┌──

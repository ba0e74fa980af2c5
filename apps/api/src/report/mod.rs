// Report rendering: pure presentation of a GovernmentAssessment.
// No LLM calls and no state; the assessment handlers call into this.

pub mod markdown;
pub mod panels;
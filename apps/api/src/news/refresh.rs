//! Daily refresh and read path for the news panel.
//!
//! Refresh: already stored today → no-op; fetch → nothing fetched is an error;
//!          prune days older than the retention window → insert.
//! Read: the most recent stored day, else the static list dated today.

use chrono::{Duration, NaiveDate};
use serde::Serialize;
use tracing::{info, warn};

use crate::errors::AppError;
use crate::llm_client::LlmError;
use crate::models::news::NewsItem;
use crate::news::fallback::fallback_news;
use crate::news::fetcher::NewsFetcher;
use crate::news::store::NewsStore;

pub const ALREADY_FETCHED: &str = "News already exists for today";

#[derive(Debug, Clone, Serialize)]
pub struct RefreshOutcome {
    pub success: bool,
    #[serde(skip_serializing_if = "Option::is_none")]
    pub message: Option<String>,
    pub count: usize,
    pub date: NaiveDate,
}

#[derive(Debug, Clone, Copy, PartialEq, Eq, Serialize)]
#[serde(rename_all = "lowercase")]
pub enum FeedOrigin {
    Stored,
    Fallback,
}

#[derive(Debug, Clone, Serialize)]
pub struct NewsFeed {
    pub date: NaiveDate,
    pub origin: FeedOrigin,
    pub news: Vec<NewsItem>,
}

pub async fn refresh_daily_news(
    store: &dyn NewsStore,
    fetcher: &NewsFetcher,
    today: NaiveDate,
    retention_days: i64,
) -> Result<RefreshOutcome, AppError> {
    if store.has_news_for(today).await? {
        info!("News already fetched for {today}");
        return Ok(RefreshOutcome {
            success: true,
            message: Some(ALREADY_FETCHED.to_string()),
            count: 0,
            date: today,
        });
    }

    if !fetcher.is_configured() {
        return Err(LlmError::NotConfigured("TUZI").into());
    }

    let news = fetcher.fetch_news_from_llm(today).await;
    info!("Total news fetched: {}", news.len());
    if news.is_empty() {
        return Err(AppError::Llm("No news fetched from AI".to_string()));
    }

    let cutoff = today - Duration::days(retention_days);
    match store.delete_before(cutoff).await {
        Ok(removed) => info!("Pruned {removed} news items older than {cutoff}"),
        Err(e) => warn!("Failed to prune news older than {cutoff}: {e}"),
    }

    let count = store.insert(today, &news).await?;
    info!(
        "Inserted {count} news items for {today} ({})",
        store.backend()
    );

    Ok(RefreshOutcome {
        success: true,
        message: None,
        count,
        date: today,
    })
}

pub async fn latest_news(store: &dyn NewsStore, today: NaiveDate) -> NewsFeed {
    match store.latest().await {
        Ok(Some((date, news))) => NewsFeed {
            date,
            origin: FeedOrigin::Stored,
            news,
        },
        Ok(None) => NewsFeed {
            date: today,
            origin: FeedOrigin::Fallback,
            news: fallback_news(today),
        },
        Err(e) => {
            warn!("News store unavailable, serving fallback news: {e}");
            NewsFeed {
                date: today,
                origin: FeedOrigin::Fallback,
                news: fallback_news(today),
            }
        }
    }
}

#[cfg(test)]
mod tests {
    use super::*;
    use crate::llm_client::{LlmClient, Provider};
    use crate::news::store::MemoryNewsStore;
    use async_trait::async_trait;
    use serde_json::json;

    fn day(d: u32) -> NaiveDate {
        NaiveDate::from_ymd_opt(2026, 10, d).unwrap()
    }

    fn item(title: &str) -> NewsItem {
        NewsItem {
            id: String::new(),
            title: title.to_string(),
            company: "c".to_string(),
            industry: "i".to_string(),
            category: "tech".to_string(),
            amount: String::new(),
            investors: String::new(),
            publish_date: "2026-10-13".to_string(),
            content: "x".to_string(),
            thumbnail: None,
        }
    }

    fn offline_fetcher() -> NewsFetcher {
        NewsFetcher::new(LlmClient::new(Provider::Tuzi, None))
    }

    struct BrokenStore;

    #[async_trait]
    impl NewsStore for BrokenStore {
        async fn has_news_for(&self, _: NaiveDate) -> Result<bool, AppError> {
            Err(AppError::Llm("down".to_string()))
        }
        async fn latest(&self) -> Result<Option<(NaiveDate, Vec<NewsItem>)>, AppError> {
            Err(AppError::Llm("down".to_string()))
        }
        async fn delete_before(&self, _: NaiveDate) -> Result<u64, AppError> {
            Err(AppError::Llm("down".to_string()))
        }
        async fn insert(&self, _: NaiveDate, _: &[NewsItem]) -> Result<usize, AppError> {
            Err(AppError::Llm("down".to_string()))
        }
        fn backend(&self) -> &'static str {
            "broken"
        }
    }

    #[tokio::test]
    async fn test_refresh_is_noop_when_today_exists() {
        let store = MemoryNewsStore::new();
        store.insert(day(14), &[item("a")]).await.unwrap();

        let outcome = refresh_daily_news(&store, &offline_fetcher(), day(14), 3)
            .await
            .unwrap();
        assert_eq!(outcome.message.as_deref(), Some(ALREADY_FETCHED));
        assert_eq!(outcome.count, 0);
    }

    #[tokio::test]
    async fn test_refresh_without_key_is_an_error() {
        let store = MemoryNewsStore::new();
        let result = refresh_daily_news(&store, &offline_fetcher(), day(14), 3).await;
        assert!(matches!(result, Err(AppError::Llm(_))));
    }

    #[tokio::test]
    async fn test_refresh_prunes_and_inserts() {
        let mut server = mockito::Server::new_async().await;
        let args = json!({"news": [
            {"title": "A", "company": "c", "industry": "医疗", "category": "", "content": "x"},
            {"title": "B", "company": "c", "industry": "AI", "category": "tech", "content": "y",
             "thumbnail": "https://example.com/t.png"}
        ]})
        .to_string();
        server
            .mock("POST", "/chat/completions")
            .with_status(200)
            .with_body(
                json!({"choices": [{"message": {"tool_calls": [{"function": {"arguments": args}}]}}]})
                    .to_string(),
            )
            .create_async()
            .await;
        let fetcher = NewsFetcher::new(
            LlmClient::new(Provider::Tuzi, Some("k".to_string())).with_base_url(server.url()),
        )
        .with_batch_pause(std::time::Duration::ZERO);

        let store = MemoryNewsStore::new();
        store.insert(day(10), &[item("stale")]).await.unwrap();
        store.insert(day(11), &[item("kept")]).await.unwrap();

        let outcome = refresh_daily_news(&store, &fetcher, day(14), 3).await.unwrap();
        // Both batches return the same two titles.
        assert_eq!(outcome.count, 2);
        assert!(!store.has_news_for(day(10)).await.unwrap());
        assert!(store.has_news_for(day(11)).await.unwrap());

        let feed = latest_news(&store, day(14)).await;
        assert_eq!(feed.origin, FeedOrigin::Stored);
        assert_eq!(feed.date, day(14));
        assert_eq!(feed.news[0].category, "healthcare");
        assert!(feed.news.iter().all(|n| n.thumbnail.is_none()));
    }

    #[tokio::test]
    async fn test_empty_store_serves_fallback() {
        let feed = latest_news(&MemoryNewsStore::new(), day(14)).await;
        assert_eq!(feed.origin, FeedOrigin::Fallback);
        assert_eq!(feed.news.len(), 5);
    }

    #[tokio::test]
    async fn test_store_error_serves_fallback() {
        let feed = latest_news(&BrokenStore, day(14)).await;
        assert_eq!(feed.origin, FeedOrigin::Fallback);
        assert_eq!(feed.news[0].publish_date, "2026-10-14");
    }
}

└──

# [Assignment]
All of the records above are to be repeated exactly.

# [Response area]
repository ba0e74fa980af2c5
filename apps/api/src/report/mod.rs
// Report rendering: pure presentation of a GovernmentAssessment.
// No LLM calls and no state; the assessment handlers call into this.

pub mod markdown;
pub mod panels;
filename apps/api/src/news/refresh.rs
//! Daily refresh and read path for the news panel.
//!
//! Refresh: already stored today → no-op; fetch → nothing fetched is an error;
//!          prune days older than the retention window → insert.
//! Read: the most recent stored day, else the static list dated today.

use chrono::{Duration, NaiveDate};
use serde::Serialize;
use tracing::{info, warn};

use crate::errors::AppError;
use crate::llm_client::LlmError;
use crate::models::news::NewsItem;
use crate::news::fallback::fallback_news;
use crate::news::fetcher::NewsFetcher;
use crate::news::store::NewsStore;

pub const ALREADY_FETCHED: &str = "News already exists for today";

#[derive(Debug, Clone, Serialize)]
pub struct RefreshOutcome {
    pub success: bool,
    #[serde(skip_serializing_if = "Option::is_none")]
    pub message: Option<String>,
    pub count: usize,
    pub date: NaiveDate,
}

#[derive(Debug, Clone, Copy, PartialEq, Eq, Serialize)]
#[serde(rename_all = "lowercase")]
pub enum FeedOrigin {
    Stored,
    Fallback,
}

#[derive(Debug, Clone, Serialize)]
pub struct NewsFeed {
    pub date: NaiveDate,
    pub origin: FeedOrigin,
    pub news: Vec<NewsItem>,
}

pub async fn refresh_daily_news(
    store: &dyn NewsStore,
    fetcher: &NewsFetcher,
    today: NaiveDate,
    retention_days: i64,
) -> Result<RefreshOutcome, AppError> {
    if store.has_news_for(today).await? {
        info!("News already fetched for {today}");
        return Ok(RefreshOutcome {
            success: true,
            message: Some(ALREADY_FETCHED.to_string()),
            count: 0,
            date: today,
        });
    }

    if !fetcher.is_configured() {
        return Err(LlmError::NotConfigured("TUZI").into());
    }

    let news = fetcher.fetch_news_from_llm(today).await;
    info!("Total news fetched: {}", news.len());
    if news.is_empty() {
        return Err(AppError::Llm("No news fetched from AI".to_string()));
    }

    let cutoff = today - Duration::days(retention_days);
    match store.delete_before(cutoff).await {
        Ok(removed) => info!("Pruned {removed} news items older than {cutoff}"),
        Err(e) => warn!("Failed to prune news older than {cutoff}: {e}"),
    }

    let count = store.insert(today, &news).await?;
    info!(
        "Inserted {count} news items for {today} ({})",
        store.backend()
    );

    Ok(RefreshOutcome {
        success: true,
        message: None,
        count,
        date: today,
    })
}

pub async fn latest_news(store: &dyn NewsStore, today: NaiveDate) -> NewsFeed {
    match store.latest().await {
        Ok(Some((date, news))) => NewsFeed {
            date,
            origin: FeedOrigin::Stored,
            news,
        },
        Ok(None) => NewsFeed {
            date: today,
            origin: FeedOrigin::Fallback,
            news: fallback_news(today),
        },
        Err(e) => {
            warn!("News store unavailable, serving fallback news: {e}");
            NewsFeed {
                date: today,
                origin: FeedOrigin::Fallback,
                news: fallback_news(today),
            }
        }
    }
}

#[cfg(test)]
mod tests {
    use super::*;
    use crate::llm_client::{LlmClient, Provider};
    use crate::news::store::MemoryNewsStore;
    use async_trait::async_trait;
    use serde_json::json;

    fn day(d: u32) -> NaiveDate {
        NaiveDate::from_ymd_opt(2026, 10, d).unwrap()
    }

    fn item(title: &str) -> NewsItem {
        NewsItem {
            id: String::new(),
            title: title.to_string(),
            company: "c".to_string(),
            industry: "i".to_string(),
            category: "tech".to_string(),
            amount: String::new(),
            investors: String::new(),
            publish_date: "2026-10-13".to_string(),
            content: "x".to_string(),
            thumbnail: None,
        }
    }

    fn offline_fetcher() -> NewsFetcher {
        NewsFetcher::new(LlmClient::new(Provider::Tuzi, None))
    }

    struct BrokenStore;

    #[async_trait]
    impl NewsStore for BrokenStore {
        async fn has_news_for(&self, _: NaiveDate) -> Result<bool, AppError> {
            Err(AppError::Llm("down".to_string()))
        }
        async fn latest(&self) -> Result<Option<(NaiveDate, Vec<NewsItem>)>, AppError> {
            Err(AppError::Llm("down".to_string()))
        }
        async fn delete_before(&self, _: NaiveDate) -> Result<u64, AppError> {
            Err(AppError::Llm("down".to_string()))
        }
        async fn insert(&self, _: NaiveDate, _: &[NewsItem]) -> Result<usize, AppError> {
            Err(AppError::Llm("down".to_string()))
        }
        fn backend(&self) -> &'static str {
            "broken"
        }
    }

    #[tokio::test]
    async fn test_refresh_is_noop_when_today_exists() {
        let store = MemoryNewsStore::new();
        store.insert(day(14), &[item("a")]).await.unwrap();

        let outcome = refresh_daily_news(&store, &offline_fetcher(), day(14), 3)
            .await
            .unwrap();
        assert_eq!(outcome.message.as_deref(), Some(ALREADY_FETCHED));
        assert_eq!(outcome.count, 0);
    }

    #[tokio::test]
    async fn test_refresh_without_key_is_an_error() {
        let store = MemoryNewsStore::new();
        let result = refresh_daily_news(&store, &offline_fetcher(), day(14), 3).await;
        assert!(matches!(result, Err(AppError::Llm(_))));
    }

    #[tokio::test]
    async fn test_refresh_prunes_and_inserts() {
        let mut server = mockito::Server::new_async().await;
        let args = json!({"news": [
            {"title": "A", "company": "c", "industry": "医疗", "category": "", "content": "x"},
            {"title": "B", "company": "c", "industry": "AI", "category": "tech", "content": "y",
             "thumbnail": "https://example.com/t.png"}
        ]})
        .to_string();
        server
            .mock("POST", "/chat/completions")
            .with_status(200)
            .with_body(
                json!({"choices": [{"message": {"tool_calls": [{"function": {"arguments": args}}]}}]})
                    .to_string(),
            )
            .create_async()
            .await;
        let fetcher = NewsFetcher::new(
            LlmClient::new(Provider::Tuzi, Some("k".to_string())).with_base_url(server.url()),
        )
        .with_batch_pause(std::time::Duration::ZERO);

        let store = MemoryNewsStore::new();
        store.insert(day(10), &[item("stale")]).await.unwrap();
        store.insert(day(11), &[item("kept")]).await.unwrap();

        let outcome = refresh_daily_news(&store, &fetcher, day(14), 3).await.unwrap();
        // Both batches return the same two titles.
        assert_eq!(outcome.count, 2);
        assert!(!store.has_news_for(day(10)).await.unwrap());
        assert!(store.has_news_for(day(11)).await.unwrap());

        let feed = latest_news(&store, day(14)).await;
        assert_eq!(feed.origin, FeedOrigin::Stored);
        assert_eq!(feed.date, day(14));
        assert_eq!(feed.news[0].category, "healthcare");
        assert!(feed.news.iter().all(|n| n.thumbnail.is_none()));
    }

    #[tokio::test]
    async fn test_empty_store_serves_fallback() {
        let feed = latest_news(&MemoryNewsStore::new(), day(14)).await;
        assert_eq!(feed.origin, FeedOrigin::Fallback);
        assert_eq!(feed.news.len(), 5);
    }

    #[tokio::test]
    async fn test_store_error_serves_fallback() {
        let feed = latest_news(&BrokenStore, day(14)).await;
        assert_eq!(feed.origin, FeedOrigin::Fallback);
        assert_eq!(feed.news[0].publish_date, "2026-10-14");
    }
}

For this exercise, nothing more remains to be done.